§ EXERCISE PROMPT
Beginning with the very first line, please reproduce the entries exactly through the line containing "if requested alone.".
Start of SUPPLIED MATERIAL
//! End-to-end analysis flow for one uploaded file and one or more drugs.
//!
//! Per drug: classify → recommend → explain, then merge into a single
//! response record. Drugs are processed sequentially and independently;
//! nothing is shared or cached between them, so results match what each
//! drug would get if requested alone.

use chrono::{DateTime, Utc};
use serde::Serialize;
use tracing::{info, warn};
use uuid::Uuid;

use pgxrisk_common::{
    ClinicalRecommendation, Phenotype, RiskAssessment, RiskLabel, Severity, VariantRecord,
};
use pgxrisk_engine::{assess, recommend};
use pgxrisk_llm::explain::variant_rsids;
use pgxrisk_llm::{generate_explanation, Explanation, LlmBackend};
use pgxrisk_vcf::extract_variants;

/// Substituted when the text-generation service fails for one drug.
/// Clearly marked so clients cannot mistake it for model output.
const EXPLANATION_UNAVAILABLE: &str =
    "Clinical explanation unavailable: text generation service error.";

// ── Response envelope ─────────────────────────────────────────────────────────

/// Per-drug response unit. Created once, never mutated, never persisted.
#[derive(Debug, Clone, Serialize)]
pub struct AnalysisResult {
    pub analysis_id: Uuid,
    pub drug: String,
    pub timestamp: DateTime<Utc>,
    pub risk_assessment: RiskSummary,
    pub pharmacogenomic_profile: PharmacogenomicProfile,
    pub clinical_recommendation: ClinicalRecommendation,
    pub llm_generated_explanation: ExplanationSection,
    pub quality_metrics: QualityMetrics,
}

#[derive(Debug, Clone, Serialize)]
pub struct RiskSummary {
    pub risk_label: RiskLabel,
    pub confidence_score: f64,
    pub severity: Severity,
}

#[derive(Debug, Clone, Serialize)]
pub struct PharmacogenomicProfile {
    pub primary_gene: Option<String>,
    pub diplotype: String,
    pub phenotype: Phenotype,
    pub detected_variants: Vec<VariantRecord>,
}

#[derive(Debug, Clone, Serialize)]
pub struct ExplanationSection {
    pub summary: String,
    pub variant_references: Vec<String>,
}

#[derive(Debug, Clone, Serialize)]
pub struct QualityMetrics {
    pub vcf_parsing_success: bool,
    /// Total variant records extracted from the file.
    pub variant_count: usize,
    /// Variants matched to this drug's target gene(s).
    pub gene_variants_detected: usize,
    pub drug_processed: bool,
    pub multiple_drugs_supported: bool,
}

// ── Orchestration ─────────────────────────────────────────────────────────────

/// Run the full analysis for one decoded file and an ordered drug list.
///
/// A text-generation failure downgrades only that drug's explanation to a
/// marked placeholder; sibling drugs are unaffected.
pub async fn run_analysis(
    backend: &dyn LlmBackend,
    file_text: &str,
    drugs: &[String],
) -> Vec<AnalysisResult> {
    let variants = extract_variants(file_text);
    info!(
        variants = variants.len(),
        drugs = drugs.len(),
        "starting pharmacogenomic analysis"
    );

    let multiple_drugs = drugs.len() > 1;
    let mut results = Vec::with_capacity(drugs.len());

    for drug in drugs {
        results.push(analyze_drug(backend, drug, &variants, multiple_drugs).await);
    }

    results
}

async fn analyze_drug(
    backend: &dyn LlmBackend,
    drug: &str,
    variants: &[VariantRecord],
    multiple_drugs: bool,
) -> AnalysisResult {
    let assessment = assess(drug, variants);
    let recommendation = recommend(drug, assessment.phenotype);

    let explanation = match generate_explanation(backend, drug, &assessment).await {
        Ok(explanation) => explanation,
        Err(err) => {
            warn!(drug, error = %err, "text generation failed, substituting placeholder");
            Explanation {
                summary: EXPLANATION_UNAVAILABLE.to_string(),
                variant_references: variant_rsids(&assessment.detected_variants),
            }
        }
    };

    build_result(drug, assessment, recommendation, explanation, variants.len(), multiple_drugs)
}

fn build_result(
    drug: &str,
    assessment: RiskAssessment,
    recommendation: ClinicalRecommendation,
    explanation: Explanation,
    total_variants: usize,
    multiple_drugs: bool,
) -> AnalysisResult {
    let gene_variants_detected = assessment.detected_variants.len();

    AnalysisResult {
        analysis_id: Uuid::new_v4(),
        drug: drug.to_string(),
        timestamp: Utc::now(),
        risk_assessment: RiskSummary {
            risk_label: assessment.risk_label,
            confidence_score: assessment.confidence_score,
            severity: assessment.severity,
        },
        pharmacogenomic_profile: PharmacogenomicProfile {
            primary_gene: assessment.primary_gene,
            diplotype: assessment.diplotype,
            phenotype: assessment.phenotype,
            detected_variants: assessment.detected_variants,
        },
        clinical_recommendation: recommendation,
        llm_generated_explanation: ExplanationSection {
            summary: explanation.summary,
            variant_references: explanation.variant_references,
        },
        quality_metrics: QualityMetrics {
            vcf_parsing_success: true,
            variant_count: total_variants,
            gene_variants_detected,
            drug_processed: true,
            multiple_drugs_supported: multiple_drugs,
        },
    }
}

// ── Tests ─────────────────────────────────────────────────────────────────────

#[cfg(test)]
mod tests {
    use super::*;
    use async_trait::async_trait;
    use pgxrisk_llm::{LlmError, LlmRequest, LlmResponse};

    const SAMPLE_VCF: &str = "##fileformat=VCFv4.2\n\
        chr10\t96702047\t.\tC\tT\t.\t.\tGENE=CYP2C9;RS=rs1799853\n\
        chr16\t31107689\t.\tG\tA\t.\t.\tGENE=VKORC1;RS=rs9923231\n\
        chr22\t42128945\t.\tG\tA\t.\t.\tGENE=CYP2D6;RS=rs3892097;STAR=*4\n";

    struct StubBackend;

    #[async_trait]
    impl LlmBackend for StubBackend {
        async fn complete(&self, _req: LlmRequest) -> Result<LlmResponse, LlmError> {
            Ok(LlmResponse {
                content: "Stubbed clinical explanation.".to_string(),
                model: "stub".to_string(),
                prompt_tokens: 0,
                completion_tokens: 0,
            })
        }

        fn model_id(&self) -> &str { "stub" }
    }

    struct FailingBackend;

    #[async_trait]
    impl LlmBackend for FailingBackend {
        async fn complete(&self, _req: LlmRequest) -> Result<LlmResponse, LlmError> {
            Err(LlmError::Unavailable("connection refused".to_string()))
        }

        fn model_id(&self) -> &str { "failing" }
    }

    fn drug_list(names: &[&str]) -> Vec<String> {
        names.iter().map(|s| s.to_string()).collect()
    }

    #[tokio::test]
    async fn multi_drug_results_are_independent() {
        let drugs = drug_list(&["WARFARIN", "CODEINE"]);
        let results = run_analysis(&StubBackend, SAMPLE_VCF, &drugs).await;
        assert_eq!(results.len(), 2);

        let warfarin = &results[0];
        assert_eq!(warfarin.drug, "WARFARIN");
        assert_eq!(warfarin.risk_assessment.risk_label, RiskLabel::AdjustDosage);
        assert_eq!(
            warfarin.pharmacogenomic_profile.primary_gene.as_deref(),
            Some("CYP2C9 & VKORC1")
        );
        assert_eq!(warfarin.pharmacogenomic_profile.detected_variants.len(), 2);

        let codeine = &results[1];
        assert_eq!(codeine.drug, "CODEINE");
        assert_eq!(codeine.risk_assessment.risk_label, RiskLabel::AdjustDosage);
        assert_eq!(codeine.pharmacogenomic_profile.diplotype, "*1/*4");
        assert_eq!(codeine.pharmacogenomic_profile.detected_variants.len(), 1);

        // Same fields as if each drug were requested alone
        let alone = run_analysis(&StubBackend, SAMPLE_VCF, &drug_list(&["CODEINE"])).await;
        assert_eq!(
            alone[0].risk_assessment.risk_label,
            codeine.risk_assessment.risk_label
        );
        assert_eq!(
            alone[0].pharmacogenomic_profile.diplotype,
            codeine.pharmacogenomic_profile.diplotype
        );

        for result in &results {
            assert!(result.quality_metrics.multiple_drugs_supported);
            assert_eq!(result.quality_metrics.variant_count, 3);
        }
        assert!(!alone[0].quality_metrics.multiple_drugs_supported);
    }

    #[tokio::test]
    async fn service_failure_substitutes_marked_placeholder() {
        let results = run_analysis(&FailingBackend, SAMPLE_VCF, &drug_list(&["CODEINE"])).await;
        let explanation = &results[0].llm_generated_explanation;
        assert_eq!(explanation.summary, EXPLANATION_UNAVAILABLE);
        // Variant references survive even when the prose does not
        assert_eq!(explanation.variant_references, vec!["rs3892097"]);
        // Classification is untouched by the explanation failure
        assert_eq!(results[0].risk_assessment.risk_label, RiskLabel::AdjustDosage);
    }

    #[tokio::test]
    async fn unknown_drug_yields_well_formed_result() {
        let results = run_analysis(&StubBackend, SAMPLE_VCF, &drug_list(&["ASPIRIN"])).await;
        let result = &results[0];
        assert_eq!(result.risk_assessment.risk_label, RiskLabel::Unknown);
        assert_eq!(result.risk_assessment.confidence_score, 0.0);
        assert_eq!(result.pharmacogenomic_profile.primary_gene, None);
        assert_eq!(result.quality_metrics.gene_variants_detected, 0);
        assert_eq!(
            result.clinical_recommendation.action,
            "Adjust therapy based on clinical judgment"
        );
    }

    #[tokio::test]
    async fn explanation_summary_is_present_and_references_match() {
        let results = run_analysis(&StubBackend, SAMPLE_VCF, &drug_list(&["FLUOROURACIL"])).await;
        let result = &results[0];
        assert!(!result.llm_generated_explanation.summary.is_empty());
        // No DPYD variants in the sample, so no references either
        assert!(result.llm_generated_explanation.variant_references.is_empty());
        assert_eq!(result.risk_assessment.risk_label, RiskLabel::Safe);
    }

    #[tokio::test]
    async fn empty_file_still_produces_results() {
        let results = run_analysis(&StubBackend, "", &drug_list(&["WARFARIN"])).await;
        assert_eq!(results.len(), 1);
        assert_eq!(results[0].quality_metrics.variant_count, 0);
        assert_eq!(results[0].risk_assessment.risk_label, RiskLabel::Safe);
    }

    #[tokio::test]
    async fn results_serialize_with_wire_field_names() {
        let results = run_analysis(&StubBackend, SAMPLE_VCF, &drug_list(&["WARFARIN"])).await;
        let json = serde_json::to_value(&results[0]).unwrap();
        assert_eq!(json["risk_assessment"]["risk_label"], "Adjust Dosage");
        assert_eq!(json["risk_assessment"]["severity"], "moderate");
        assert_eq!(json["pharmacogenomic_profile"]["phenotype"], "IM");
        assert!(json["quality_metrics"]["vcf_parsing_success"].as_bool().unwrap());
        assert!(json["timestamp"].as_str().unwrap().contains('T'));
    }
}
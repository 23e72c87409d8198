//! Risk classification vocabulary and result types.
//!
//! These are the wire-facing shapes of the classification engine: a closed
//! set of risk labels, severities and metabolizer phenotypes, plus the
//! per-drug assessment and recommendation records built from them.

use serde::{Deserialize, Serialize};
use std::fmt;

use crate::variant::VariantRecord;

// ── Closed vocabularies ───────────────────────────────────────────────────────

/// Clinical risk category for a (drug, variant set) pair.
#[derive(Debug, Clone, Copy, PartialEq, Eq, Serialize, Deserialize)]
pub enum RiskLabel {
    Unknown,
    Safe,
    #[serde(rename = "Adjust Dosage")]
    AdjustDosage,
    Ineffective,
    Toxic,
}

impl RiskLabel {
    pub fn as_str(&self) -> &'static str {
        match self {
            RiskLabel::Unknown => "Unknown",
            RiskLabel::Safe => "Safe",
            RiskLabel::AdjustDosage => "Adjust Dosage",
            RiskLabel::Ineffective => "Ineffective",
            RiskLabel::Toxic => "Toxic",
        }
    }
}

impl fmt::Display for RiskLabel {
    fn fmt(&self, f: &mut fmt::Formatter<'_>) -> fmt::Result {
        f.write_str(self.as_str())
    }
}

/// Severity of the clinical consequence if the drug is given as-is.
#[derive(Debug, Clone, Copy, PartialEq, Eq, Serialize, Deserialize)]
#[serde(rename_all = "lowercase")]
pub enum Severity {
    None,
    Low,
    Moderate,
    Critical,
}

impl Severity {
    pub fn as_str(&self) -> &'static str {
        match self {
            Severity::None => "none",
            Severity::Low => "low",
            Severity::Moderate => "moderate",
            Severity::Critical => "critical",
        }
    }
}

/// Inferred metabolizer phenotype class.
#[derive(Debug, Clone, Copy, PartialEq, Eq, Serialize, Deserialize)]
pub enum Phenotype {
    /// Normal metabolizer
    NM,
    /// Intermediate metabolizer
    IM,
    /// Poor metabolizer
    PM,
    /// Ultra-rapid metabolizer
    URM,
    Unknown,
}

impl Phenotype {
    pub fn as_str(&self) -> &'static str {
        match self {
            Phenotype::NM => "NM",
            Phenotype::IM => "IM",
            Phenotype::PM => "PM",
            Phenotype::URM => "URM",
            Phenotype::Unknown => "Unknown",
        }
    }
}

impl fmt::Display for Phenotype {
    fn fmt(&self, f: &mut fmt::Formatter<'_>) -> fmt::Result {
        f.write_str(self.as_str())
    }
}

// ── Results ───────────────────────────────────────────────────────────────────

/// Classification result for one (drug, variant set) pair.
///
/// Every field is a fixed constant per classification branch; nothing here is
/// a computed statistic. Computed fresh per drug per request, never cached.
#[derive(Debug, Clone, PartialEq, Serialize, Deserialize)]
pub struct RiskAssessment {
    pub risk_label: RiskLabel,
    pub confidence_score: f64,
    pub severity: Severity,
    /// Primary metabolizing gene, a compound label for multi-gene cases,
    /// or None when the drug is unrecognized.
    pub primary_gene: Option<String>,
    pub diplotype: String,
    pub phenotype: Phenotype,
    /// Variants relevant to this decision, in input order.
    pub detected_variants: Vec<VariantRecord>,
}

impl RiskAssessment {
    /// Terminal result for a drug outside the known set.
    pub fn unknown_drug() -> Self {
        Self {
            risk_label: RiskLabel::Unknown,
            confidence_score: 0.0,
            severity: Severity::None,
            primary_gene: None,
            diplotype: "Unknown".to_string(),
            phenotype: Phenotype::Unknown,
            detected_variants: Vec::new(),
        }
    }
}

/// Fixed clinical action derived from (drug, phenotype) by static lookup.
#[derive(Debug, Clone, PartialEq, Eq, Serialize, Deserialize)]
pub struct ClinicalRecommendation {
    pub action: String,
    pub guideline_source: String,
}

impl ClinicalRecommendation {
    pub fn new(action: impl Into<String>, guideline_source: impl Into<String>) -> Self {
        Self {
            action: action.into(),
            guideline_source: guideline_source.into(),
        }
    }
}

// ── Tests ─────────────────────────────────────────────────────────────────────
End of SUPPLIED MATERIAL
§ EXERCISE ANSWER
//! End-to-end analysis flow for one uploaded file and one or more drugs.
//!
//! Per drug: classify → recommend → explain, then merge into a single
//! response record. Drugs are processed sequentially and independently;
//! nothing is shared or cached between them, so results match what each
//! drug would get if requested alone.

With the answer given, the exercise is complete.